» LISTED ENTRIES
=== Begin Enclosure ===

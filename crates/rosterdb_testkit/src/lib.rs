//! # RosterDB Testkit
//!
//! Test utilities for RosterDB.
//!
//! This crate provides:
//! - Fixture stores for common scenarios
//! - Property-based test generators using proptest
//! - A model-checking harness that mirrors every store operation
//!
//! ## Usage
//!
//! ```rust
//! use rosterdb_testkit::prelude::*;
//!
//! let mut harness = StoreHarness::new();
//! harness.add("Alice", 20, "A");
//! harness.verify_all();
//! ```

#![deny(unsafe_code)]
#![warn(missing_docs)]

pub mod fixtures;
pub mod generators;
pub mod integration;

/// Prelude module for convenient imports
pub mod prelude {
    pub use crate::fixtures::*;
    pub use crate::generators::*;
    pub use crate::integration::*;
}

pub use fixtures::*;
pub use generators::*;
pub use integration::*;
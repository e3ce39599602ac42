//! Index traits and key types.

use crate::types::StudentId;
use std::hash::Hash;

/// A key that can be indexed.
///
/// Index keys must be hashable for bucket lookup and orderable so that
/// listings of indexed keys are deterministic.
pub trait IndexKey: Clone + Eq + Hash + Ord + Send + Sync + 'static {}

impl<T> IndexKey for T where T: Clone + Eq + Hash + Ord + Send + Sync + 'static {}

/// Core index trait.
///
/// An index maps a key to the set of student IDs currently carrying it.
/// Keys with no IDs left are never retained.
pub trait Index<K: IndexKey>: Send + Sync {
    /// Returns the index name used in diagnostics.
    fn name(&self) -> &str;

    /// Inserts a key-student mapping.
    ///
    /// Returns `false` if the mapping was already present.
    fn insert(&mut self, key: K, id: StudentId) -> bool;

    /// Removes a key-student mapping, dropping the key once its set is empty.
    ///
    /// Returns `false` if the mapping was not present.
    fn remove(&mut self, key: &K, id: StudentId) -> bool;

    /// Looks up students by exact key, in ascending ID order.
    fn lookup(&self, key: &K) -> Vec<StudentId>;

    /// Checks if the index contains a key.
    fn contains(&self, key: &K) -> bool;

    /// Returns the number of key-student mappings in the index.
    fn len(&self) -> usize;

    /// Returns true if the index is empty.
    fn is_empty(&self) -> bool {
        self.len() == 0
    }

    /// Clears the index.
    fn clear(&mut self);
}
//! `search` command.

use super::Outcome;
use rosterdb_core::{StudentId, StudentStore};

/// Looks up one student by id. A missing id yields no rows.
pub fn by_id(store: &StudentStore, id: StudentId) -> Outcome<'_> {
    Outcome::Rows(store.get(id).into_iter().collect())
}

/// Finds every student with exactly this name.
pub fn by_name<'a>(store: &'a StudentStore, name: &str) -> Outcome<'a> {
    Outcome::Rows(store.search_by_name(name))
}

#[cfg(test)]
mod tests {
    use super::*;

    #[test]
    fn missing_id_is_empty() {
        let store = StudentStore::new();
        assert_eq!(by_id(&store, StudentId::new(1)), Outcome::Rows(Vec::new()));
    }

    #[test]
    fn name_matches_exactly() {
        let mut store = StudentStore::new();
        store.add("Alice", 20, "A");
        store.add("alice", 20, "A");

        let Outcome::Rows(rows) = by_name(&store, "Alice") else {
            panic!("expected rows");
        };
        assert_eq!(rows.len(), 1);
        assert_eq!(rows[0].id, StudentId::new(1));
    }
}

=== End Enclosure ===

» EXERCISE DETAILS
Look through the material above and print exactly the lines from the one containing "pub mod fixtures;" to the one containing "are never retained.", both included, and nothing more.

» COMPLETED EXERCISE
pub mod fixtures;
pub mod generators;
pub mod integration;

/// Prelude module for convenient imports
pub mod prelude {
    pub use crate::fixtures::*;
    pub use crate::generators::*;
    pub use crate::integration::*;
}

pub use fixtures::*;
pub use generators::*;
pub use integration::*;
repository e3ce39599602ac42
//! Index traits and key types.

use crate::types::StudentId;
use std::hash::Hash;

/// A key that can be indexed.
///
/// Index keys must be hashable for bucket lookup and orderable so that
/// listings of indexed keys are deterministic.
pub trait IndexKey: Clone + Eq + Hash + Ord + Send + Sync + 'static {}

impl<T> IndexKey for T where T: Clone + Eq + Hash + Ord + Send + Sync + 'static {}

/// Core index trait.
///
/// An index maps a key to the set of student IDs currently carrying it.
/// Keys with no IDs left are never retained.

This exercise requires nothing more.